Al-Hakam ibn Amr was a son of Amr ibn Mujaddah ibn Hidhyam ibn al-Harith ibn Nu'ayla of the Banu Ghifar, a clan of the Kinana tribe. Al-Hakam was a companion of the Islamic prophet Muhammad and one of his banner bearers in battle. He settled in Basra, the Arab garrison town and springboard of the Muslim conquests of the Sasanian Empire established in 636. There was a sparse presence of Ghifar tribesmen in Basra. His brother Rafi was a transmitter of hadith from Muhammad.

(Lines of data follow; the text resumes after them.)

use log::{debug, warn};
use regex::Regex;
use rustc_hash::FxHashMap;
use std::path::Path;

use crate::runtime::{Error, Result};

/// Tile ids as they appear in file names, e.g. `L2a_tile_2417`
pub const DEFAULT_TILE_ID_REGEX: &str = r"(L[1-4][a-b]?_tile_[1-2][0-7][0-9][0-9])";

pub const COLUMN_TILE_ID: &str = "tile_id";
pub const COLUMN_PUCK_ID: &str = "puck_id";
pub const COLUMN_X_OFFSET: &str = "x_offset";
pub const COLUMN_Y_OFFSET: &str = "y_offset";

///////////////////////////////
/// Finds tile ids in free text. If the pattern has a capture group, the first
/// group is the id, otherwise the whole match.
#[derive(Debug, Clone)]
pub struct TileIdPattern {
    regex: Regex,
}

impl TileIdPattern {
    pub fn new(pattern: &str) -> Result<Self> {
        Ok(TileIdPattern {
            regex: Regex::new(pattern)?,
        })
    }

    pub fn as_str(&self) -> &str {
        self.regex.as_str()
    }

    pub fn find_all(&self, text: &str) -> Vec<String> {
        self.regex
            .captures_iter(text)
            .filter_map(|caps| caps.get(1).or_else(|| caps.get(0)))
            .map(|m| m.as_str().to_string())
            .collect()
    }

    /// First tile id in `text`; warns when there is more than one
    pub fn find_first(&self, text: &str) -> Option<String> {
        let mut ids = self.find_all(text);
        if ids.len() > 1 {
            warn!(
                "Found more than one tile id in '{}', using the first one ({})",
                text, ids[0]
            );
        }
        if ids.is_empty() {
            None
        } else {
            Some(ids.swap_remove(0))
        }
    }
}

///////////////////////////////
/// Translation of one tile into the global coordinate system
#[derive(Debug, Clone, Copy, PartialEq)]
pub struct TileOffset {
    pub x_offset: f64,
    pub y_offset: f64,
}

///////////////////////////////
/// Tile id to offset lookup, read from a comma, tab or `|` separated file
#[derive(Debug, Clone, Default)]
pub struct TileCoordinateSystem {
    offsets: FxHashMap<String, TileOffset>,
}

impl TileCoordinateSystem {
    pub fn load(path: &Path, pattern: &TileIdPattern) -> Result<Self> {
        let content = std::fs::read_to_string(path).map_err(|e| {
            Error::file_not_valid(path, Some(format!("could not read tile coordinates: {}", e)))
        })?;
        Self::parse(&content, path, pattern)
    }

    /// Parse file content; `path` is only used in error messages
    pub fn parse(content: &str, path: &Path, pattern: &TileIdPattern) -> Result<Self> {
        let header_line = content.lines().next().unwrap_or_default();
        let delimiter = [b'\t', b',', b'|']
            .into_iter()
            .find(|d| header_line.as_bytes().contains(d))
            .unwrap_or(b',');

        let mut reader = csv::ReaderBuilder::new()
            .delimiter(delimiter)
            .has_headers(true)
            .from_reader(content.as_bytes());
        let headers = reader.headers()?.clone();
        let position = |name: &str| headers.iter().position(|h| h == name);

        let id_column = position(COLUMN_TILE_ID)
            .or_else(|| position(COLUMN_PUCK_ID))
            .ok_or_else(|| Error::schema(path, vec![COLUMN_TILE_ID.to_string()]))?;
        let (x_column, y_column) = match (position(COLUMN_X_OFFSET), position(COLUMN_Y_OFFSET)) {
            (Some(x), Some(y)) => (x, y),
            (x, y) => {
                let mut missing = Vec::new();
                if x.is_none() {
                    missing.push(COLUMN_X_OFFSET.to_string());
                }
                if y.is_none() {
                    missing.push(COLUMN_Y_OFFSET.to_string());
                }
                return Err(Error::schema(path, missing));
            }
        };

        let parse_offset = |value: &str, column: &str| -> Result<f64> {
            value.trim().parse::<f64>().map_err(|e| {
                Error::parse_error(
                    format!("{} '{}' in {}", column, value, path.display()),
                    Some(e.to_string()),
                )
            })
        };

        let mut offsets = FxHashMap::default();
        for record in reader.records() {
            let record = record?;
            let raw_id = record.get(id_column).unwrap_or_default();
            let Some(tile_id) = pattern.find_first(raw_id) else {
                warn!("No tile id found in '{}', skipping this row of {}", raw_id, path.display());
                continue;
            };
            if offsets.contains_key(&tile_id) {
                debug!("Tile {} listed again in {}, keeping the first entry", tile_id, path.display());
                continue;
            }
            let offset = TileOffset {
                x_offset: parse_offset(record.get(x_column).unwrap_or_default(), COLUMN_X_OFFSET)?,
                y_offset: parse_offset(record.get(y_column).unwrap_or_default(), COLUMN_Y_OFFSET)?,
            };
            offsets.insert(tile_id, offset);
        }

        Ok(TileCoordinateSystem { offsets })
    }

    pub fn get(&self, tile_id: &str) -> Option<&TileOffset> {
        self.offsets.get(tile_id)
    }

    pub fn len(&self) -> usize {
        self.offsets.len()
    }

    pub fn is_empty(&self) -> bool {
        self.offsets.is_empty()
    }
}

According to al-Tabari and al-Baladhuri, in 665 Ziyad ibn Abihi, the practical viceroy of Iraq and the eastern Umayyad Caliphate, centralized the vast region of Khurasan (east of Iran and west of the Oxus) into a single provincial administration based in Merv under the governorship of al-Hakam. According to an anecdote cited by both historians, Ziyad had intended to appoint the veteran commander al-Hakam ibn Abi al-As al-Thaqafi to the post, but when his chamberlain mistakenly brought al-Hakam ibn Amr to his court he appointed him instead, remarking that al-Hakam was a companion of Muhammad and "an upright fellow" or "a man of nobility". Another traditional Muslim report holds that al-Hakam was appointed by Ziyad in 664. Al-Tabari notes that Ziyad also assigned six deputies under al-Hakam charged with the collection of the kharaj (land tax and/or possibly poll tax).

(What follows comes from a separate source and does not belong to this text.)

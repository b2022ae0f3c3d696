pub mod barcode;
pub mod command;
pub mod fileformat;
pub mod runtime;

Al-Hakam died and was buried in Merv. His appointed successor Anas ibn Abi Unas, who was promptly dismissed by Ziyad, led his funeral prayers. His grave was mentioned by the sources as late as the reign of the Abbasid caliph al-Ma'mun.

==Bibliography==
- Fariq, K. A. (1966). "Ziyād b. Abīh"
- Hasan, S. A. (1970). "A Survey of the Expansion of Islam into Central Asia during the Umayyad Caliphate"
- Lecker, Michael (2000). "The Concept of Territory in Islamic Law and Thought"
- Murgotten, Francis Clark (1924). "The Origins of the Islamic State, Being a Translation from the Arabic, Accompanied with Annotations, Geographic and Historic Notes of the Kitâb Fitûh al-Buldân of al-Imâm Abu-l Abbâs Ahmad Ibn-Jâbir al-Balâdhuri, Part 2"
- Rtveladze, Edward V. (2000). "Migration of Peoples in Central Asia"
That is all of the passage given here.